Selon RFI, la sélection irakienne a vécu une compétition intense lors de la Coupe du Monde 2026, où chaque rencontre s’est jouée dans un équilibre précaire. Le sélectionneur de l’Irak, dont les propos ont été rapportés ce 3 juin 2026, n’a pas caché l’enjeu vital qui pesait sur chaque match. « À chaque rencontre, on sentait que c’était une question de vie ou de mort », a-t-il déclaré lors d’un entretien exclusif, soulignant l’ampleur des défis rencontrés par son équipe.

Ce qu'il faut retenir

  • Chaque match de l’Irak en Coupe du Monde 2026 a été vécu comme un « combat pour la survie », selon le sélectionneur irakien.
  • L’équipe a affronté des adversaires redoutables dans un tournoi où la moindre erreur pouvait être fatale.
  • Le sélectionneur a évoqué une pression constante, tant sur le terrain que dans les attentes des supporters.
  • L’Irak a terminé sa campagne avec un bilan mitigé, mais des performances saluées par les observateurs.

Une compétition sous haute tension pour l’Irak

D’après RFI, la délégation irakienne a abordé ce Mondial avec une ambition affichée, mais aussi une conscience aiguë des difficultés à venir.

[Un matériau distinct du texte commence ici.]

use std::sync::Arc;

use serde_json::Value;
use tokio_util::sync::CancellationToken;

use crate::airport::{self, normalize_airport};
use crate::config::ApiConfig;
use crate::error::FlightError;
use crate::fallback::{with_fallback, with_mock_fallback};
use crate::fetch::{
    param, FetchOptions, HttpTransport, Query, Transport, FLIGHT_DETAILS_PATH,
    NEARBY_AIRPORTS_PATH, PRICE_CALENDAR_PATH, SEARCH_AIRPORT_PATH, SEARCH_FLIGHTS_PATH,
};
use crate::health::HealthProber;
use crate::mock;
use crate::model::{
    parse_date, Airport, ApiHealthResult, CabinClass, Flight, FlightLeg, FlightSearchParams,
    NearbyAirports, PriceCalendarDay, TripType,
};
use crate::normalize::{self, coerce_number, NormalizeContext};
use crate::retry::{with_retry, RetryPolicy};

const DEFAULT_LOCALE: &str = "en-US";

pub struct FlightService {
    config: ApiConfig,
    transport: Arc<dyn Transport>,
    retry: RetryPolicy,
    health: HealthProber,
}

impl FlightService {
    pub fn new(config: ApiConfig, transport: Arc<dyn Transport>) -> Self {
        let health = HealthProber::new(config.clone(), Arc::clone(&transport));
        Self {
            config,
            transport,
            retry: RetryPolicy::default(),
            health,
        }
    }

    pub fn with_http(config: ApiConfig, options: &FetchOptions) -> Result<Self, FlightError> {
        let transport = HttpTransport::new(config.clone(), options)?;
        Ok(Self::new(config, Arc::new(transport)))
    }

    pub fn with_retry_policy(mut self, retry: RetryPolicy) -> Self {
        self.retry = retry;
        self
    }

    pub fn config(&self) -> &ApiConfig {
        &self.config
    }

    pub fn health(&self) -> &HealthProber {
        &self.health
    }

    async fn get(&self, path: &str, query: Query, cancel: &CancellationToken) -> Result<Value, FlightError> {
        with_retry(&self.retry, cancel, || self.transport.get_json(path, &query)).await
    }

    pub async fn search_airport(&self, query: &str) -> Result<Vec<Airport>, FlightError> {
        let query = query.trim();
        if query.is_empty() {
            return Err(FlightError::Validation("airport search query is required".into()));
        }

        let cancel = CancellationToken::new();
        let airports = with_mock_fallback(
            &self.config,
            || async {
                let params = vec![param("query", query), param("locale", DEFAULT_LOCALE)];
                let response = self.get(SEARCH_AIRPORT_PATH, params, &cancel).await?;
                let airports: Vec<Airport> = airport::airport_records(&response)
                    .iter()
                    .map(normalize_airport)
                    .filter(|a| !a.sky_id.is_empty())
                    .collect();
                if airports.is_empty() {
                    return Err(FlightError::NoResults);
                }
                Ok(airports)
            },
            || async { airport::mock_search(query) },
            "searchAirport",
        )
        .await;
        Ok(airports)
    }

    pub async fn search_flights(
        &self,
        params: &FlightSearchParams,
        cancel: &CancellationToken,
    ) -> Result<Vec<Flight>, FlightError> {
        params.validate()?;
        if cancel.is_cancelled() {
            return Err(FlightError::Cancelled);
        }

        let flights = with_mock_fallback(
            &self.config,
            || async {
                let response = self
                    .get(SEARCH_FLIGHTS_PATH, search_query(params), cancel)
                    .await?;
                let items = normalize::normalize_response_envelope(&response);
                if items.is_empty() {
                    return Err(FlightError::NoResults);
                }
                Ok(normalize::normalize_flights(&items, params))
            },
            || async {
                if cancel.is_cancelled() {
                    Vec::new()
                } else {
                    mock::mock_flights(params)
                }
            },
            "searchFlights",
        )
        .await;

        if cancel.is_cancelled() {
            return Err(FlightError::Cancelled);
        }
        Ok(flights)
    }

    pub async fn nearby_airports(&self, lat: f64, lng: f64) -> Result<NearbyAirports, FlightError> {
        if !lat.is_finite() || !(-90.0..=90.0).contains(&lat) {
            return Err(FlightError::Validation(format!("invalid latitude: {lat}")));
        }
        if !lng.is_finite() || !(-180.0..=180.0).contains(&lng) {
            return Err(FlightError::Validation(format!("invalid longitude: {lng}")));
        }

        let cancel = CancellationToken::new();
        let nearby = with_mock_fallback(
            &self.config,
            || async {
                let query = vec![
                    param("lat", lat.to_string()),
                    param("lng", lng.to_string()),
                    param("locale", DEFAULT_LOCALE),
                ];
                let response = self.get(NEARBY_AIRPORTS_PATH, query, &cancel).await?;
                let data = response.get("data").unwrap_or(&response);
                let current = data
                    .get("current")
                    .filter(|c| c.is_object())
                    .map(normalize_airport);
                let nearby: Vec<Airport> = data
                    .get("nearby")
                    .and_then(Value::as_array)
                    .map(|items| items.iter().map(normalize_airport).collect())
                    .unwrap_or_default();
                if current.is_none() && nearby.is_empty() {
                    return Err(FlightError::NoResults);
                }
                Ok(NearbyAirports { current, nearby })
            },
            || async { mock::mock_nearby_airports(lat, lng) },
            "getNearByAirports",
        )
        .await;
        Ok(nearby)
    }

    pub async fn flight_details(
        &self,
        legs: &[FlightLeg],
        adults: u32,
        cabin_class: CabinClass,
        currency: &str,
    ) -> Result<Option<Flight>, FlightError> {
        if legs.is_empty() {
            return Err(FlightError::Validation("at least one flight leg required".into()));
        }
        for leg in legs {
            leg.validate()?;
        }

        let encoded = serde_json::to_string(legs)
            .map_err(|e| FlightError::Validation(format!("cannot encode legs: {e}")))?;
        let ctx = NormalizeContext {
            default_from: legs[0].origin.clone(),
            default_to: legs[0].destination.clone(),
            origin_sky_id: Some(legs[0].origin.clone()),
            destination_sky_id: Some(legs[0].destination.clone()),
            departure_date: Some(legs[0].date.clone()),
            return_date: legs.get(1).map(|l| l.date.clone()),
            cabin_class: Some(cabin_class.as_api_str().to_string()),
            ..Default::default()
        };

        let cancel = CancellationToken::new();
        let details = with_fallback(
            &self.config,
            || async {
                let query = vec![
                    param("legs", encoded),
                    param("adults", adults.max(1).to_string()),
                    param("currency", currency),
                    param("locale", DEFAULT_LOCALE),
                    param("market", DEFAULT_LOCALE),
                    param("cabinClass", cabin_class.as_api_str()),
                    param("countryCode", "US"),
                ];
                let response = self.get(FLIGHT_DETAILS_PATH, query, &cancel).await?;
                let data = response.get("data").unwrap_or(&response);
                let record = data.get("itinerary").unwrap_or(data);
                if !record.is_object() {
                    return Err(FlightError::InvalidResponse("no itinerary in response".into()));
                }
                Ok(normalize::normalize_flight(record, &ctx))
            },
            "getFlightDetails",
        )
        .await;
        Ok(details)
    }

    pub async fn price_calendar(
        &self,
        origin: &str,
        destination: &str,
        from_date: &str,
        currency: &str,
    ) -> Result<Vec<PriceCalendarDay>, FlightError> {
        for code in [origin, destination] {
            if code.trim().is_empty() {
                return Err(FlightError::InvalidAirport(code.to_string()));
            }
        }
        let start = parse_date(from_date)?;

        let cancel = CancellationToken::new();
        let days = with_mock_fallback(
            &self.config,
            || async {
                let query = vec![
                    param("originSkyId", origin.trim()),
                    param("destinationSkyId", destination.trim()),
                    param("fromDate", from_date),
                    param("currency", currency),
                ];
                let response = self.get(PRICE_CALENDAR_PATH, query, &cancel).await?;
                let days = calendar_days(&response);
                if days.is_empty() {
                    return Err(FlightError::NoResults);
                }
                Ok(days)
            },
            || async { mock::mock_price_calendar(origin, destination, start) },
            "getPriceCalendar",
        )
        .await;
        Ok(days)
    }

    pub async fn check_health(&self, skip_cache: bool) -> ApiHealthResult {
        self.health.check_health(skip_cache).await
    }
}

fn search_query(params: &FlightSearchParams) -> Query {
    let mut query = vec![
        param("originSkyId", params.origin_sky_id.trim()),
        param("destinationSkyId", params.destination_sky_id.trim()),
        param("originEntityId", params.origin_entity_id.trim()),
        param("destinationEntityId", params.destination_entity_id.trim()),
        param("date", params.departure.as_str()),
    ];
    if let (TripType::RoundTrip, Some(ret)) = (params.trip_type(), &params.return_date) {
        query.push(param("returnDate", ret.as_str()));
    }
    query.extend([
        param("adults", params.adults.to_string()),
        param("cabinClass", params.cabin_class.as_api_str()),
        param("sortBy", "best"),
        param("currency", params.currency.as_str()),
        param("market", params.market.as_str()),
        param("countryCode", params.country_code.as_str()),
    ]);
    query
}

fn calendar_days(response: &Value) -> Vec<PriceCalendarDay> {
    let items = response
        .as_array()
        .or_else(|| response.get("data").and_then(Value::as_array))
        .or_else(|| {
            response
                .get("data")
                .and_then(|d| d.get("flights"))
                .and_then(|f| f.get("days"))
                .and_then(Value::as_array)
        });

    items
        .map(|days| {
            days.iter()
                .filter_map(|day| {
                    let date = airport::first_str(day, &[&["date"], &["day"]])?;
                    let price = day.get("price").and_then(coerce_number)?.max(0.0);
                    Some(PriceCalendarDay {
                        date,
                        price,
                        group: airport::get_str(day, &["group"]),
                    })
                })
                .collect()
        })
        .unwrap_or_default()
}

Le sélectionneur, dont le nom n’est pas précisé dans l’entretien, a expliqué que les joueurs ont dû s’adapter à un rythme effréné, avec des matchs serrés jusqu’au coup de sifflet final. « On a joué chaque minute comme si notre avenir en dépendait », a-t-il confié, évoquant une atmosphère électrique dans le vestiaire. Les observateurs ont noté que l’Irak a souvent dominé la possession, mais a peiné à concrétiser ses occasions.

Des défis sportifs et extra-sportifs

Côté RFI, la couverture du tournoi a mis en lumière non seulement les performances sportives, mais aussi les enjeux humains pour les joueurs. Le sélectionneur a rappelé que l’équipe a dû composer avec des contraintes logistiques et un soutien logistique limité, comparé à certaines nations mieux dotées. « On a manqué de moyens, mais pas de détermination », a-t-il ajouté. Les résultats en témoignent : l’Irak a obtenu deux matchs nuls et deux défaites, avec une différence de buts négative (-3), mais a marqué des points en termes de cohésion d’équipe.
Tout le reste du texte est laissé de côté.